Sabuncuoğlu Şerefeddin kimdir? Sabuncuoğlu Şerefeddin'in hastalıkları tedavi yöntemleri
Fatih devrinde yaşayan Sabuncuoğlu Şerefeddin, Osmanlı'nın önemli cerrahlarından biriydi. Döneminin en iyi hekimlerinden biri olan Sabuncuoğlu, insanlara fayda sağlaması için eserlerini Türkçe kaleme aldı. Bu eserler Osmanlı tıbbına yön verdiği gibi cerrahi aletler ve ameliyatları tasvir eden görsellerle cerrahi tarihinde önemli bir yere sahipti. Peki, Sabuncuoğlu Şerefeddin'in hastalıklara karşı uyguladığı tedavi yöntemleri nelerdi?
Giriş Tarihi: 11.02.2020
16:47
Güncelleme Tarihi: 08.08.2020
14:30
SABUNCUOĞLU'NUN İLKLERİ BARINDIRAN ESERLERİ
Akrâbâzîn Tercümesi adlı eserinde ilaçların hazırlanma usulleriyle başladı. Kitap daha sonra müfred ve mürekkeb ayırımıyla ve macun, eyâriç, cevâriş, ıtrıfil, kurs, süfûf, laûk, şurup, perverde, gargara, yağ ve merhem sıralamasıyla ilâçların formüllerini verir.

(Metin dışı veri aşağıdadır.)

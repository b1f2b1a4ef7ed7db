//! HTTP response types and utilities
//!
//! Management endpoints wrap their payloads in [`ApiResponse`]. Addon
//! endpoints answer in the plain shapes addon clients expect and do not
//! use these helpers.

use axum::{
    http::StatusCode,
    response::{IntoResponse, Response},
    Json,
};
use serde::{Deserialize, Serialize};

use crate::errors::{AppError, AppResult, WebError};

/// Standard API response wrapper
#[derive(Debug, Clone, Serialize, Deserialize)]
pub struct ApiResponse<T> {
    pub success: bool,
    #[serde(skip_serializing_if = "Option::is_none")]
    pub data: Option<T>,
    #[serde(skip_serializing_if = "Option::is_none")]
    pub error: Option<String>,
    pub timestamp: chrono::DateTime<chrono::Utc>,
}

impl<T> ApiResponse<T>
where
    T: Serialize,
{
    pub fn success(data: T) -> Self {
        Self {
            success: true,
            data: Some(data),
            error: None,
            timestamp: chrono::Utc::now(),
        }
    }

    pub fn error(message: String) -> ApiResponse<()> {
        ApiResponse {
            success: false,
            data: None,
            error: Some(message),
            timestamp: chrono::Utc::now(),
        }
    }
}

impl<T> IntoResponse for ApiResponse<T>
where
    T: Serialize,
{
    fn into_response(self) -> Response {
        let status = if self.success {
            StatusCode::OK
        } else {
            StatusCode::INTERNAL_SERVER_ERROR
        };

        (status, Json(self)).into_response()
    }
}

/// Convert an `AppResult` into an HTTP response
pub fn handle_result<T>(result: AppResult<T>) -> Response
where
    T: Serialize,
{
    match result {
        Ok(data) => ok(data).into_response(),
        Err(error) => handle_error(error),
    }
}

/// Map an `AppError` to a status code and error body
pub fn handle_error(error: AppError) -> Response {
    let (status, message) = match &error {
        AppError::Validation { message } => (StatusCode::BAD_REQUEST, message.clone()),
        AppError::NotFound { resource, id } => (
            StatusCode::NOT_FOUND,
            format!("{} with id '{}' not found", resource, id),
        ),
        AppError::Web(web_error) => {
            let status = match web_error {
                WebError::InvalidRequest { .. } => StatusCode::BAD_REQUEST,
                WebError::PayloadTooLarge { .. } => StatusCode::PAYLOAD_TOO_LARGE,
                WebError::UnsupportedContentType { .. } => StatusCode::UNSUPPORTED_MEDIA_TYPE,
            };
            (status, web_error.to_string())
        }
        AppError::Provider(e) => (
            StatusCode::BAD_GATEWAY,
            format!("Metadata provider error: {}", e),
        ),
        AppError::Store(e) => {
            tracing::error!("Storage failure: {}", e);
            (
                StatusCode::INTERNAL_SERVER_ERROR,
                "Storage operation failed".to_string(),
            )
        }
        AppError::Configuration { message } => (
            StatusCode::INTERNAL_SERVER_ERROR,
            format!("Configuration error: {}", message),
        ),
        AppError::Internal { message } => (
            StatusCode::INTERNAL_SERVER_ERROR,
            format!("Internal error: {}", message),
        ),
    };

    (status, Json(ApiResponse::<()>::error(message))).into_response()
}

pub fn ok<T: Serialize>(data: T) -> impl IntoResponse {
    (StatusCode::OK, Json(ApiResponse::success(data)))
}

pub fn created<T: Serialize>(data: T) -> impl IntoResponse {
    (StatusCode::CREATED, Json(ApiResponse::success(data)))
}
//! Composite media identifiers
//!
//! An identifier names one unit of media: `<mainId>[:<season>:<episode>]`.
//! Catalog ids look like `tt0944947`, anime ids carry their namespace in the
//! main id itself (`kitsu:1376`), so `kitsu:1376:5` is episode 5 of anime 1376.

use serde::{Deserialize, Serialize};
use std::fmt;
use std::hash::{Hash, Hasher};
use std::str::FromStr;

/// Namespace prefix used by anime catalog ids
pub const ANIME_NAMESPACE: &str = "kitsu";

/// Which external metadata source owns an identifier
#[derive(Debug, Clone, Copy, PartialEq, Eq, Hash, Serialize, Deserialize)]
#[serde(rename_all = "lowercase")]
pub enum ProviderKind {
    Catalog,
    Anime,
}

impl ProviderKind {
    pub fn as_str(&self) -> &'static str {
        match self {
            ProviderKind::Catalog => "catalog",
            ProviderKind::Anime => "anime",
        }
    }
}

impl fmt::Display for ProviderKind {
    fn fmt(&self, f: &mut fmt::Formatter<'_>) -> fmt::Result {
        f.write_str(self.as_str())
    }
}

/// Kind of media a lookup was made for
#[derive(Debug, Clone, Copy, PartialEq, Eq, Hash, Serialize, Deserialize)]
#[serde(rename_all = "lowercase")]
pub enum MediaKind {
    Movie,
    Series,
    Anime,
}

impl MediaKind {
    pub fn as_str(&self) -> &'static str {
        match self {
            MediaKind::Movie => "movie",
            MediaKind::Series => "series",
            MediaKind::Anime => "anime",
        }
    }

    /// Whether season/episode ordinals mean anything for this kind
    pub fn is_episodic(&self) -> bool {
        !matches!(self, MediaKind::Movie)
    }
}

impl fmt::Display for MediaKind {
    fn fmt(&self, f: &mut fmt::Formatter<'_>) -> fmt::Result {
        f.write_str(self.as_str())
    }
}

impl FromStr for MediaKind {
    type Err = String;

    fn from_str(s: &str) -> Result<Self, Self::Err> {
        match s.to_ascii_lowercase().as_str() {
            "movie" => Ok(MediaKind::Movie),
            "series" => Ok(MediaKind::Series),
            "anime" => Ok(MediaKind::Anime),
            other => Err(format!("unknown media kind '{other}'")),
        }
    }
}

/// A parsed composite identifier
///
/// Equality and hashing use the raw string only: two identifiers are the
/// same iff their string forms are the same.
#[derive(Debug, Clone, Serialize, Deserialize)]
#[serde(from = "String", into = "String")]
pub struct MediaIdentifier {
    raw: String,
    main_id: String,
    provider: ProviderKind,
    season: Option<u32>,
    episode: Option<u32>,
}

impl MediaIdentifier {
    /// Parse an identifier. Never fails: parts that do not parse are treated
    /// as absent, so a malformed suffix degrades to a movie-like identifier.
    pub fn parse(raw: impl Into<String>) -> Self {
        let raw = raw.into();
        let mut segments = raw.split(':');
        let first = segments.next().unwrap_or_default();

        let (main_id, provider) = if first == ANIME_NAMESPACE {
            match segments.next() {
                Some(id) if !id.is_empty() => (format!("{first}:{id}"), ProviderKind::Anime),
                _ => (first.to_string(), ProviderKind::Catalog),
            }
        } else {
            (first.to_string(), ProviderKind::Catalog)
        };

        let rest: Vec<&str> = segments.collect();
        let (season, episode) = match rest.as_slice() {
            [] => (None, None),
            [episode] => (None, parse_episode(episode)),
            [season, episode, ..] => {
                let episode = parse_episode(episode);
                let season = episode.and_then(|_| parse_ordinal(season));
                (season, episode)
            }
        };

        Self {
            raw,
            main_id,
            provider,
            season,
            episode,
        }
    }

    pub fn as_str(&self) -> &str {
        &self.raw
    }

    pub fn main_id(&self) -> &str {
        &self.main_id
    }

    pub fn provider_kind(&self) -> ProviderKind {
        self.provider
    }

    pub fn season(&self) -> Option<u32> {
        self.season
    }

    pub fn episode(&self) -> Option<u32> {
        self.episode
    }

    /// The id the owning provider knows this media by (`1376` for `kitsu:1376`)
    pub fn provider_id(&self) -> &str {
        match self.provider {
            ProviderKind::Anime => self
                .main_id
                .split_once(':')
                .map(|(_, id)| id)
                .unwrap_or(&self.main_id),
            ProviderKind::Catalog => &self.main_id,
        }
    }

    pub fn is_empty(&self) -> bool {
        self.main_id.trim().is_empty()
    }
}

fn parse_ordinal(segment: &str) -> Option<u32> {
    segment.trim().parse::<u32>().ok()
}

fn parse_episode(segment: &str) -> Option<u32> {
    parse_ordinal(segment).filter(|episode| *episode > 0)
}

impl PartialEq for MediaIdentifier {
    fn eq(&self, other: &Self) -> bool {
        self.raw == other.raw
    }
}

impl Eq for MediaIdentifier {}

impl Hash for MediaIdentifier {
    fn hash<H: Hasher>(&self, state: &mut H) {
        self.raw.hash(state);
    }
}

impl fmt::Display for MediaIdentifier {
    fn fmt(&self, f: &mut fmt::Formatter<'_>) -> fmt::Result {
        f.write_str(&self.raw)
    }
}

impl From<String> for MediaIdentifier {
    fn from(raw: String) -> Self {
        Self::parse(raw)
    }
}

impl From<&str> for MediaIdentifier {
    fn from(raw: &str) -> Self {
        Self::parse(raw)
    }
}

impl From<MediaIdentifier> for String {
    fn from(identifier: MediaIdentifier) -> Self {
        identifier.raw
    }
}
//! Catalog metadata provider
//!
//! Speaks the addon meta protocol: `GET {base}/meta/{type}/{id}.json`
//! returning `{ "meta": { "name", "poster", "videos": [...] } }`.

use async_trait::async_trait;
use serde::Deserialize;
use tracing::debug;

use super::traits::{EpisodeRecord, FetchRequest, MetadataProvider, ProviderMeta};
use crate::errors::{ProviderError, ProviderResult};
use crate::models::{MediaIdentifier, ProviderKind};
use crate::utils::{trim_base_url, StandardHttpClient};

#[derive(Debug, Deserialize)]
struct CatalogEnvelope {
    meta: Option<CatalogMeta>,
}

#[derive(Debug, Deserialize)]
struct CatalogMeta {
    name: Option<String>,
    poster: Option<String>,
    /// Kept untyped so one odd video entry does not sink the whole answer
    #[serde(default)]
    videos: Vec<serde_json::Value>,
}

#[derive(Debug, Deserialize)]
struct CatalogVideo {
    season: Option<u32>,
    number: Option<u32>,
    episode: Option<u32>,
    title: Option<String>,
    name: Option<String>,
    thumbnail: Option<String>,
}

impl CatalogVideo {
    fn into_record(self) -> Option<EpisodeRecord> {
        let number = self.number.or(self.episode)?;
        Some(EpisodeRecord {
            season: self.season,
            number,
            title: non_empty(self.title).or_else(|| non_empty(self.name)),
            thumbnail: non_empty(self.thumbnail),
        })
    }
}

fn non_empty(value: Option<String>) -> Option<String> {
    value.filter(|v| !v.trim().is_empty())
}

#[derive(Debug, Clone)]
pub struct CatalogProvider {
    base_url: String,
    http: StandardHttpClient,
}

impl CatalogProvider {
    pub fn new(base_url: &str, http: StandardHttpClient) -> Self {
        Self {
            base_url: trim_base_url(base_url),
            http,
        }
    }

    fn meta_url(&self, request: &FetchRequest) -> String {
        format!(
            "{}/meta/{}/{}.json",
            self.base_url,
            request.media_kind.as_str(),
            urlencoding::encode(&request.main_id)
        )
    }
}

#[async_trait]
impl MetadataProvider for CatalogProvider {
    fn kind(&self) -> ProviderKind {
        ProviderKind::Catalog
    }

    fn supports(&self, identifier: &MediaIdentifier) -> bool {
        !identifier.is_empty()
    }

    async fn fetch(&self, request: &FetchRequest) -> ProviderResult<ProviderMeta> {
        if request.main_id.trim().is_empty() {
            return Err(ProviderError::invalid_request("catalog", "empty main id"));
        }

        let url = self.meta_url(request);
        let envelope: CatalogEnvelope = self.http.fetch_json(&url).await?;
        let meta = envelope
            .meta
            .ok_or_else(|| ProviderError::malformed(&url, "response has no meta object"))?;

        let name = non_empty(meta.name)
            .ok_or_else(|| ProviderError::malformed(&url, "meta has no name"))?;

        let episodes: Vec<EpisodeRecord> = meta
            .videos
            .into_iter()
            .filter_map(|video| serde_json::from_value::<CatalogVideo>(video).ok())
            .filter_map(CatalogVideo::into_record)
            .collect();

        debug!(
            "Catalog resolved {} to '{}' with {} episodes",
            request.main_id,
            name,
            episodes.len()
        );

        Ok(ProviderMeta {
            name,
            poster: non_empty(meta.poster),
            episodes,
        })
    }
}
use anyhow::Result;
use clap::Parser;
use std::path::PathBuf;
use std::sync::Arc;
use tokio_util::sync::CancellationToken;
use tracing::{error, info};
use tracing_subscriber::{layer::SubscriberExt, util::SubscriberInitExt};

use subtitle_companion::{
    config::Config,
    models::Placeholder,
    providers::build_providers,
    services::{
        HistorySnapshotter, LookupCoordinator, RecencyLog, ResolutionQueue, ResolutionWorker,
        Resolver, SubtitleStore,
    },
    web::WebServer,
};

#[derive(Parser)]
#[command(name = "subtitle-companion")]
#[command(version)]
#[command(about = "Subtitle addon service with a recently-watched history")]
#[command(long_about = None)]
struct Cli {
    /// Configuration file path
    #[arg(short, long, default_value = "config.toml")]
    config: String,

    /// Listening IP address
    #[arg(short = 'H', long, value_name = "IP")]
    host: Option<String>,

    /// Listening port
    #[arg(short, long, value_name = "PORT")]
    port: Option<u16>,

    /// Public base URL used in download links
    #[arg(short = 'b', long, value_name = "URL")]
    base_url: Option<String>,

    /// Directory for history and subtitle snapshots
    #[arg(short = 'd', long, value_name = "DIR")]
    data_dir: Option<PathBuf>,

    /// Log level
    #[arg(short = 'v', long, default_value = "info")]
    log_level: String,
}

#[tokio::main]
async fn main() -> Result<()> {
    let cli = Cli::parse();

    let log_filter = if cli.log_level == "trace" {
        format!("subtitle_companion={},tower_http=trace", cli.log_level)
    } else {
        format!("subtitle_companion={}", cli.log_level)
    };
    tracing_subscriber::registry()
        .with(
            tracing_subscriber::EnvFilter::try_from_default_env()
                .unwrap_or_else(|_| log_filter.into()),
        )
        .with(tracing_subscriber::fmt::layer())
        .init();

    info!("Starting Subtitle Companion v{}", env!("CARGO_PKG_VERSION"));

    let mut config = Config::load_from_file(&cli.config)?;
    info!("Configuration loaded from: {}", cli.config);

    if let Some(host) = cli.host {
        config.web.host = host;
    }
    if let Some(port) = cli.port {
        config.web.port = port;
    }
    if let Some(base_url) = cli.base_url {
        config.web.base_url = base_url;
    }
    if let Some(data_dir) = cli.data_dir {
        config.storage.data_dir = data_dir;
    }
    config.validate()?;

    let placeholder = Placeholder::new(
        config.history.pending_label.clone(),
        config.providers.placeholder_poster_url.clone(),
    );

    let history = RecencyLog::new(config.history.capacity, placeholder.clone());
    let mut snapshotter =
        HistorySnapshotter::new(history.clone(), config.storage.history_snapshot_path());
    snapshotter.restore().await;

    let subtitles = SubtitleStore::open(
        config.storage.subtitle_dir.clone(),
        config.storage.subtitle_snapshot_path(),
    )
    .await;
    subtitles.ensure_storage_dirs().await?;
    info!(
        "Subtitle store ready with {} records in {}",
        subtitles.len().await,
        config.storage.subtitle_dir.display()
    );

    let providers = build_providers(&config.providers)?;
    info!(
        "Metadata providers: {}",
        providers
            .iter()
            .map(|p| p.kind().to_string())
            .collect::<Vec<_>>()
            .join(", ")
    );
    let resolver = Arc::new(Resolver::new(providers, placeholder));

    let shutdown = CancellationToken::new();

    let (queue, receiver) = ResolutionQueue::new(config.resolution.queue_size);
    let worker = ResolutionWorker::new(
        receiver,
        queue.clone(),
        resolver,
        history.clone(),
        config.resolution.max_concurrent,
    )
    .spawn(shutdown.clone());

    let snapshot_task = tokio::spawn(
        snapshotter.run(config.storage.snapshot_interval, shutdown.clone()),
    );

    let coordinator = LookupCoordinator::new(history, subtitles, queue, &config.web.base_url);

    let signal_token = shutdown.clone();
    tokio::spawn(async move {
        match tokio::signal::ctrl_c().await {
            Ok(()) => {
                info!("Received Ctrl+C, shutting down gracefully");
                signal_token.cancel();
            }
            Err(e) => error!("Failed to listen for Ctrl+C: {}", e),
        }
    });

    let web_server = WebServer::new(config, coordinator)?;
    info!(
        "Starting web server on {}:{}",
        web_server.host(),
        web_server.port()
    );
    let served = web_server.serve(shutdown.clone()).await;

    shutdown.cancel();
    if let Err(e) = worker.await {
        error!("Resolution worker task failed: {}", e);
    }
    if let Err(e) = snapshot_task.await {
        error!("History snapshot task failed: {}", e);
    }

    served?;
    info!("Subtitle Companion stopped");
    Ok(())
}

Cerrâhiyye-i İlhâniyye adlı eseri tıp tarihinde ilk defa cerrahî müdahaleleri gösteren minyatür tekniğinde yapılmış çeşitli resimler içerir. Kitapta kaburga kemiği, diz kemiği, sırt, omuz gibi tüm ortopedik kırık çıkık tedavileri, kadın hastalıkları, cerrahi yöntemlerde hangi aletlerin kullanılacağı resimler ile gösterilir.
Mücerrebnâme adlı eserinde insanlar ve müellifin kendi üzerinde denemiş olduğu ilâçların hazırlanışı ve kullanılışı anlatılır. İlaçlar, çok kullanılandan az kullanılana doğru sıralandı. Türk tıp tarihinde bir hekimin kendi buluşu ilâç ve tedavi metotlarını anlattığı ilk monografi olması bakımından önemlidir.
SABUNCUOĞLU ŞEREFEDDİN'İN HASTALIKLARA UYGULADIĞI TEDAVİ YÖNTEMLERİ
Dünyanın en eski tedavilerinden biri vücuttaki kirli kanın hacamat , fasd ve sülük ile kan akıtılarak temizlenmesidir. Sabuncuoğlu Şerefeddin de bu yöntemleri hastalıklarda uyguladı.
Atar ve toplar damarlardan fazla miktarda kan alınması işlemi Arapçada fasd olarak adlandırılır. Hacamat ta ise derinin vakumlanmasıyla kanın deri yüzeyine çekilmesi ve bazen atılan çiziklerle bu kanın akıtılmasıdır. Sülük le tedavi de ise sülüklerin insan vücuduna tutturularak kan emmesini sağlanır.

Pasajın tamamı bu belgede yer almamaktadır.